With regard to calls, how many cycles do they normally take in overhead?
What happens if you have an FMA instruction but fail to also issue an Args? Or is it that the existence of an Args in an instruction turns the multiply operation into a FMA operation?
Am I right in guessing that which operations are connected to which in ganging is a result of which slot in the instruction the ops occupy?
So, the Mill has memory acccess that are the direct result of the execution of instructions but also implicit loads and stores that happen as a result of function calls as the belt and and outstanding memory accesses overspill their buffers and are stored in the general memory heirarchy. I think this would be infeasible on an architecture where any load or store might generate a fault immediately, but on the Mill it’ll just make it’s way through the memory heirarchy the same way anything else would and most interesting things will happen at the TLB stage in the same manner and with the same level of decoupling as any other write or read.
How do you handle memory protection and synchonization with implicit operations? Just the same as with normal operaitons, possibly with a duplicated PLB and with the addresses broadcast to the retire stations?
- in reply to: Instruction Encoding #577
Is the Mill ISA non-self-synchronizing? That is, is it possible that you could jump to memory address foo and get one valid stream of execution, but also be able to jump to address foo+1 and get an alternative but equally valid stream of execution? I imagine it works this way in the Mill, as it does with x86.
How do operations that have multiple (always 2?) return values interact with the output registers for the pipelines? Does the extra get bumped to a higher latency result register? Do you use the extra buffer registers that were mentioned? Or are there special pipelines for dual-result operaitons that have pairs of registers?
How is the metadata perserved when the belts are spilled to memory? Is there generally an extra byte for each belt entry or is there some sort of coelescing that happens?

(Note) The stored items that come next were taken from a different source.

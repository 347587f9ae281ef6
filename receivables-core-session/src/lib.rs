//! Client-side session state for the receivables front-end: edit sessions with
//! snapshot diffing, wizard progression, route guards, user context and the
//! REST backend client.

pub mod auth;
pub mod client_repositories;
pub mod company_selection;
pub mod config;
pub mod directory;
pub mod edit;
pub mod error;
pub mod guard;
pub mod http;
pub mod notify;
pub mod snapshot;
pub mod storage;
pub mod wizard;

pub use client_repositories::ClientRepositories;
pub use config::ClientConfig;
pub use error::{SessionError, SessionResult};

#[cfg(test)]
pub mod test_helper;
pub mod common_enums;
pub mod company;
pub mod company_address;
pub mod financial_settings;
pub mod payment_settings;
pub mod bank_account;
pub mod company_user;

pub use common_enums::*;
pub use company::*;
pub use company_address::*;
pub use financial_settings::*;
pub use payment_settings::*;
pub use bank_account::*;
pub use company_user::*;
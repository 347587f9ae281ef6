use serde_json::{Map, Value};
use thiserror::Error;
use validator::Validate;

pub const BASIC_INFO_TAB: &str = "Basic Info";
pub const ADDRESS_INFO_TAB: &str = "Address Info";
pub const FINANCIAL_TAB: &str = "Financial & AR Settings";

/// Why a working company cannot be saved yet; the message is shown to the user
#[derive(Debug, Clone, PartialEq, Eq, Error)]
pub enum IncompleteRecord {
    #[error("Company data is missing. Please reload and try again.")]
    Missing,

    #[error("Please fill all required fields in the {0} tab.")]
    RequiredFields(&'static str),

    #[error("Financial & AR Settings requires a valid dunning frequency (>= 1).")]
    DunningFrequency,

    #[error("Financial & AR Settings requires a valid credit limit (>= 0).")]
    CreditLimit,
}

impl IncompleteRecord {
    /// Wizard tab the user has to go back to
    pub fn tab(&self) -> &'static str {
        match self {
            IncompleteRecord::Missing => BASIC_INFO_TAB,
            IncompleteRecord::RequiredFields(tab) => *tab,
            IncompleteRecord::DunningFrequency | IncompleteRecord::CreditLimit => FINANCIAL_TAB,
        }
    }
}

#[derive(Debug, Validate)]
struct BasicInfoDraft {
    #[validate(length(min = 1))]
    legal_name: String,
    #[validate(length(min = 1))]
    trade_name: String,
    #[validate(length(min = 1))]
    company_code: String,
    #[validate(length(min = 1))]
    country: String,
    #[validate(length(min = 1))]
    base_currency: String,
    #[validate(length(min = 1))]
    time_zone: String,
}

#[derive(Debug, Validate)]
struct AddressDraft {
    #[validate(length(min = 1))]
    address_line1: String,
    #[validate(length(min = 1))]
    city: String,
    #[validate(length(min = 1))]
    state_province: String,
    #[validate(length(min = 1))]
    postal_code: String,
    #[validate(length(min = 1))]
    address_country: String,
    #[validate(length(min = 1))]
    primary_contact_name: String,
    #[validate(length(min = 1))]
    primary_contact_email: String,
    #[validate(length(min = 1))]
    primary_contact_phone: String,
    #[validate(length(min = 1))]
    primary_contact_country: String,
}

#[derive(Debug, Validate)]
struct FinancialDraft {
    #[validate(length(min = 1))]
    fiscal_year_start_month: String,
    #[validate(length(min = 1))]
    revenue_recognition_mode: String,
    #[validate(length(min = 1))]
    default_tax_handling: String,
    #[validate(length(min = 1))]
    default_payment_terms: String,
    #[validate(length(min = 1))]
    aging_bucket_config: String,
    #[validate(length(min = 1))]
    dunning_frequency_days: String,
    #[validate(length(min = 1))]
    default_credit_limit: String,
}

#[derive(Debug, Validate)]
struct DunningDraft {
    #[validate(required, range(min = 1.0))]
    dunning_frequency_days: Option<f64>,
}

#[derive(Debug, Validate)]
struct CreditLimitDraft {
    #[validate(required, range(min = 0.0))]
    default_credit_limit: Option<f64>,
}

/// Check that a working company carries everything the update endpoint needs
///
/// Address fields are read from `companyAddress` when present, otherwise from
/// the flattened root; financial fields from `financial`, falling back to
/// `financialSettings`. Numbers may arrive as numbers or numeric strings.
pub fn check_company_complete(working: Option<&Value>) -> Result<(), IncompleteRecord> {
    let company = working
        .and_then(Value::as_object)
        .ok_or(IncompleteRecord::Missing)?;

    let basic = BasicInfoDraft {
        legal_name: text(company, "legalName"),
        trade_name: text(company, "tradeName"),
        company_code: text(company, "companyCode"),
        country: text(company, "country"),
        base_currency: text(company, "baseCurrency"),
        time_zone: text(company, "timeZone"),
    };
    basic
        .validate()
        .map_err(|_| IncompleteRecord::RequiredFields(BASIC_INFO_TAB))?;

    let address_source = section(company, "companyAddress").unwrap_or(company);
    let address = AddressDraft {
        address_line1: text(address_source, "addressLine1"),
        city: text(address_source, "city"),
        state_province: text(address_source, "stateProvince"),
        postal_code: text(address_source, "postalCode"),
        address_country: text(address_source, "addressCountry"),
        primary_contact_name: text(address_source, "primaryContactName"),
        primary_contact_email: text(address_source, "primaryContactEmail"),
        primary_contact_phone: text(address_source, "primaryContactPhone"),
        primary_contact_country: text(address_source, "primaryContactCountry"),
    };
    address
        .validate()
        .map_err(|_| IncompleteRecord::RequiredFields(ADDRESS_INFO_TAB))?;

    let empty = Map::new();
    let financial_source = section(company, "financial")
        .or_else(|| section(company, "financialSettings"))
        .unwrap_or(&empty);
    let financial = FinancialDraft {
        fiscal_year_start_month: text(financial_source, "fiscalYearStartMonth"),
        revenue_recognition_mode: text(financial_source, "revenueRecognitionMode"),
        default_tax_handling: text(financial_source, "defaultTaxHandling"),
        default_payment_terms: text(financial_source, "defaultPaymentTerms"),
        aging_bucket_config: text(financial_source, "agingBucketConfig"),
        dunning_frequency_days: text(financial_source, "dunningFrequencyDays"),
        default_credit_limit: text(financial_source, "defaultCreditLimit"),
    };
    financial
        .validate()
        .map_err(|_| IncompleteRecord::RequiredFields(FINANCIAL_TAB))?;

    DunningDraft {
        dunning_frequency_days: number(financial_source, "dunningFrequencyDays"),
    }
    .validate()
    .map_err(|_| IncompleteRecord::DunningFrequency)?;

    CreditLimitDraft {
        default_credit_limit: number(financial_source, "defaultCreditLimit"),
    }
    .validate()
    .map_err(|_| IncompleteRecord::CreditLimit)?;

    Ok(())
}

fn section<'a>(object: &'a Map<String, Value>, key: &str) -> Option<&'a Map<String, Value>> {
    object.get(key).and_then(Value::as_object)
}

/// Trimmed text form of a field; absent and `null` read as empty
fn text(object: &Map<String, Value>, key: &str) -> String {
    match object.get(key) {
        None | Some(Value::Null) => String::new(),
        Some(Value::String(s)) => s.trim().to_string(),
        Some(other) => other.to_string(),
    }
}

fn number(object: &Map<String, Value>, key: &str) -> Option<f64> {
    match object.get(key)? {
        Value::Number(n) => n.as_f64(),
        Value::String(s) => s.trim().parse::<f64>().ok().filter(|n| n.is_finite()),
        _ => None,
    }
}
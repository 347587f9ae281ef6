use serde::{Deserialize, Serialize};

/// Response envelope returned by every backend endpoint
///
/// # Example
/// ```
/// use receivables_core_api::domain::envelope::ApiResponse;
///
/// let body = r#"{"statusCode":200,"status":"OK","message":"fetched","data":42}"#;
/// let response: ApiResponse<i64> = serde_json::from_str(body).unwrap();
/// assert!(response.is_success());
/// assert_eq!(response.data, Some(42));
/// ```
#[derive(Debug, Clone, PartialEq, Serialize, Deserialize)]
#[serde(rename_all = "camelCase")]
pub struct ApiResponse<T> {
    #[serde(default)]
    pub status_code: u16,
    #[serde(default)]
    pub status: String,
    #[serde(default)]
    pub message: String,
    #[serde(default = "Option::default")]
    pub data: Option<T>,
}

impl<T> ApiResponse<T> {
    pub fn new(status_code: u16, message: impl Into<String>, data: Option<T>) -> Self {
        Self {
            status_code,
            status: if (200..300).contains(&status_code) {
                "OK".to_string()
            } else {
                "ERROR".to_string()
            },
            message: message.into(),
            data,
        }
    }

    /// Binary success check used by the login and signup flows
    pub fn is_success(&self) -> bool {
        (200..300).contains(&self.status_code)
    }

    pub fn into_data(self) -> Option<T> {
        self.data
    }
}

#[cfg(test)]
mod tests {
    use super::*;
    use serde_json::{json, Value};

    #[test]
    fn test_missing_envelope_fields_default() {
        let response: ApiResponse<Value> = serde_json::from_value(json!({ "data": { "id": 7 } })).unwrap();
        assert_eq!(response.status_code, 0);
        assert!(!response.is_success());
        assert_eq!(response.data, Some(json!({ "id": 7 })));
    }

    #[test]
    fn test_null_data_is_none() {
        let response: ApiResponse<Value> =
            serde_json::from_value(json!({ "statusCode": 204, "status": "OK", "message": "", "data": null }))
                .unwrap();
        assert!(response.is_success());
        assert!(response.into_data().is_none());
    }
}
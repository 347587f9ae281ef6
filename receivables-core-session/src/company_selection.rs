use receivables_core_db::repository::session_storage::SessionStorage;
use receivables_core_db::repository::storage_key::StorageKey;
use std::sync::Arc;
use tokio::sync::watch;

use crate::error::SessionResult;

/// Company the user is currently working in, persisted under `selectedCompanyId`
pub struct CompanySelection {
    storage: Arc<dyn SessionStorage>,
    selected: watch::Sender<Option<i64>>,
}

impl CompanySelection {
    /// Start from the persisted selection; an unparsable value counts as none
    pub async fn load(storage: Arc<dyn SessionStorage>) -> SessionResult<Self> {
        let initial = storage
            .load(StorageKey::SelectedCompanyId)
            .await?
            .and_then(|raw| raw.trim().parse::<i64>().ok());
        let (selected, _) = watch::channel(initial);
        Ok(Self { storage, selected })
    }

    pub fn selected(&self) -> Option<i64> {
        *self.selected.borrow()
    }

    /// Drop the receiver to unsubscribe
    pub fn subscribe(&self) -> watch::Receiver<Option<i64>> {
        self.selected.subscribe()
    }

    pub async fn select(&self, company_id: Option<i64>) -> SessionResult<()> {
        match company_id {
            Some(id) => {
                self.storage
                    .store(StorageKey::SelectedCompanyId, id.to_string())
                    .await?
            }
            None => self.storage.remove(StorageKey::SelectedCompanyId).await?,
        }
        self.selected.send_replace(company_id);
        Ok(())
    }
}
use parking_lot::RwLock;
use receivables_core_db::repository::storage_key::StorageKey;
use std::collections::HashMap;

/// Session storage living for the lifetime of the process
#[derive(Debug, Default)]
pub struct InMemoryStorage {
    pub(super) entries: RwLock<HashMap<StorageKey, String>>,
}

impl InMemoryStorage {
    pub fn new() -> Self {
        Self::default()
    }

    /// Pre-populated storage, as left behind by an earlier page load
    pub fn with_entries<I, V>(entries: I) -> Self
    where
        I: IntoIterator<Item = (StorageKey, V)>,
        V: Into<String>,
    {
        Self {
            entries: RwLock::new(
                entries
                    .into_iter()
                    .map(|(key, value)| (key, value.into()))
                    .collect(),
            ),
        }
    }

    pub fn len(&self) -> usize {
        self.entries.read().len()
    }

    pub fn is_empty(&self) -> bool {
        self.entries.read().is_empty()
    }

    pub fn contains(&self, key: StorageKey) -> bool {
        self.entries.read().contains_key(&key)
    }
}
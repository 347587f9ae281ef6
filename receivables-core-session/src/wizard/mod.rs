pub mod step;
pub mod company_step;
pub mod customer_tab;
pub mod progress;

pub use company_step::CompanyStep;
pub use customer_tab::CustomerTab;
pub use progress::WizardProgress;
pub use step::WizardStep;
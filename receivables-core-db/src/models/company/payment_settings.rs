use serde::{Deserialize, Serialize};

/// Payment methods a company accepts from its customers
#[derive(Debug, Clone, PartialEq, Eq, Serialize, Deserialize)]
#[serde(rename_all = "camelCase")]
pub struct PaymentSettingsModel {
    #[serde(default)]
    pub id: Option<i64>,
    #[serde(default)]
    pub accept_check: bool,
    #[serde(default)]
    pub accept_credit_card: bool,
    #[serde(default)]
    pub accept_bank_transfer: bool,
    #[serde(default)]
    pub accept_cash: bool,
    #[serde(default)]
    pub remittance_instructions: Option<String>,
}

impl PaymentSettingsModel {
    /// At least one method must be accepted for the banking step to be valid
    pub fn accepts_any(&self) -> bool {
        self.accept_check || self.accept_credit_card || self.accept_bank_transfer || self.accept_cash
    }
}

#[cfg(test)]
mod tests {
    use super::*;
    use serde_json::json;

    #[test]
    fn test_accepts_any() {
        let none: PaymentSettingsModel = serde_json::from_value(json!({})).unwrap();
        assert!(!none.accepts_any());

        let cash: PaymentSettingsModel = serde_json::from_value(json!({ "acceptCash": true })).unwrap();
        assert!(cash.accepts_any());
    }
}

Also, is it just me or do the values on the belt with their metadata function as monads? In fact, it looks just like Maybe in Haskell except instead of being
Maybe a = Just a | Nothing
instead it’sBelt a = Just a | Nothing | Error
and binding gives Error precedence over Nothing. When I was watching the talk I thought to myself “Oh, it’s just like Haskell” in the same way the Belt talk made me think “Oh, its just like Static Single Assignment form”- in reply to: Prediction #542
I was re-watching the prediction video this morning. It seems like there are some serious advantages to the EBB chaining prediction approach, but it also seems like one drawback of it is that you completely lose the ability to make predictions about secondary or tertiary exits from an EBB, such as you might find in a loop within a loop. It seems like this makes the mill better at branchy or unstructred code at the expense of making it worse at the sort of code DSPs would typically excel at. Am I missing something?
- in reply to: Instruction Encoding #579
Finding these isn’t neccesarily easy, but the worry is that they allow certain classes of security vulnerabilities like so:
http://mainisusuallyafunction.blogspot.com/2012/11/attacking-hardened-linux-systems-with.htmlBut again, this is at worst an area where Mill fails to improve on x86.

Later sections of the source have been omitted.